Cuando se escuchaba cantar el gallo en Don Pedro, era buena hora para acostarse. La alborada cerraba el telón del viaje nocturno diario; bien a través de las teclas ruidosas de la máquina de escribir, o bien desde el cuerpo tibio de cualquier amante de carne y hueso. Escritor, amante y teatrero. Ninguno de los tres era un oficio, pero los tres eran buenos.
Si en un comienzo la buhardilla significaba independencia con buenas vistas a precio asequible, la primera mañana que se despertó oyendo cantar al gallo, se sintió dueño de un Cortijo en pleno Madrid de los Austrias. Si ya se sentía realizado durmiendo con San Francisco el Grande, y teniendo como despertador a los pajarillos del Viaducto, el canto de aquel gallo lo transportaba hasta el ombligo del campo. Aunque no dejaba de preguntarse ¿de dónde vendría ese canto tan impropio en el centro urbano de la capital de España?
Vivir en la buhardilla de Don Pedro, 7 le hacía sentirse el Señor de las terrazas. Dominaba a golpe de vista la vida de sus vecinos cuando salían a tomar el aire. La altura privilegiada de su pequeña casa la convertía en una atalaya.
Una tarde tranquila de primeros de mayo, la vi asomada a la barandilla de la torre de su terraza. Era casi una silueta, y tenía algo muy vivo en su regazo. Busqué unos prismáticos porque algo me atraía de aquella presencia. La mujer de media melena y gesto sonriente, llevaba un gallo acunado en su regazo.
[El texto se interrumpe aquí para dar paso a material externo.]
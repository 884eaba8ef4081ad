use tiercare_instruments::responses::ResponseSet;
use tiercare_instruments::summary::{SummaryRequest, summarize};

#[test]
fn phq4_only_summary_leaves_tier_undetermined() {
    let summary = summarize(&SummaryRequest {
        phq4_depression: 1,
        phq4_anxiety: 2,
        ..Default::default()
    })
    .unwrap();

    assert_eq!(
        summary.screening_summary,
        "PHQ-4 depression subscore 1/6 and anxiety subscore 2/6."
    );
    assert!(summary.recommended_actions.starts_with("Monitor symptoms"));
    assert!(summary.service_tier.starts_with("Not determined"));
    assert_eq!(summary.feedback, None);
}

#[test]
fn supplied_totals_drive_tier_and_cssrs_advice() {
    let summary = summarize(&SummaryRequest {
        phq4_depression: 4,
        phq4_anxiety: 3,
        phq9_total: Some(12),
        gad7_total: Some(16),
        rating: Some(4),
        ..Default::default()
    })
    .unwrap();

    assert!(summary.screening_summary.contains("PHQ-9 total 12/27 (Moderate)."));
    assert!(summary.screening_summary.contains("GAD-7 total 16/21 (Severe)."));
    assert!(summary.recommended_actions.contains("Administer both"));
    assert!(summary.recommended_actions.contains("C-SSRS"));
    assert_eq!(summary.service_tier, "Tier 4: High intensity services");
    assert_eq!(
        summary.feedback.as_deref(),
        Some("Client rated this screening 4 out of 5.")
    );
}

#[test]
fn item_responses_are_scored_when_totals_are_absent() {
    let mut responses = ResponseSet::new();
    for i in 1..=8 {
        responses.insert(format!("phq9_q{i}"), 0);
    }
    responses.insert("phq9_q9", 1);

    let summary = summarize(&SummaryRequest {
        phq4_depression: 3,
        phq4_anxiety: 0,
        responses,
        ..Default::default()
    })
    .unwrap();

    assert!(summary.screening_summary.contains("PHQ-9 total 1/27 (Minimal)."));
    assert!(summary.recommended_actions.contains("C-SSRS"));
    assert_eq!(summary.service_tier, "Tier 1: Self-management and monitoring");
}

#[test]
fn incomplete_item_responses_fail() {
    let mut responses = ResponseSet::new();
    responses.insert("gad7_q1", 2);

    let err = summarize(&SummaryRequest {
        responses,
        ..Default::default()
    })
    .unwrap_err();
    assert!(err.to_string().starts_with("Missing responses for: gad7_q2"));
}

#[test]
fn subscores_and_rating_are_bounded() {
    let err = summarize(&SummaryRequest {
        phq4_depression: 7,
        ..Default::default()
    })
    .unwrap_err();
    assert_eq!(
        err.to_string(),
        "Response for phq4_depression must be within 0-6."
    );

    let err = summarize(&SummaryRequest {
        rating: Some(0),
        ..Default::default()
    })
    .unwrap_err();
    assert_eq!(err.to_string(), "Response for rating must be within 1-5.");
}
El plumaje del ave rezumaba los colores del fuego en la selva. Pasaron allí arriba más de una hora, felices como Abelardo y Eloísa, admirando un crepúsculo perfecto.
Ella descendió la escalera verde de la torre hasta su terraza alicatada de rojo lacre. Avanzó como una virgen con niño, rodeada de azulejos de Triana. Abrió la puerta del gallinero bajo toldo, que había construido entre los dos balcones frontales, dejando sobre el suelo a su gallito adorado.
Desde ese día que descubrió donde vivía y cantaba el gallo invisible de Bailén esquina a Don Pedro, no sólo siguió deleitándose con su canto; sino que además, cada vez que se asomaba a su ventana, no dejaba de espiarlo.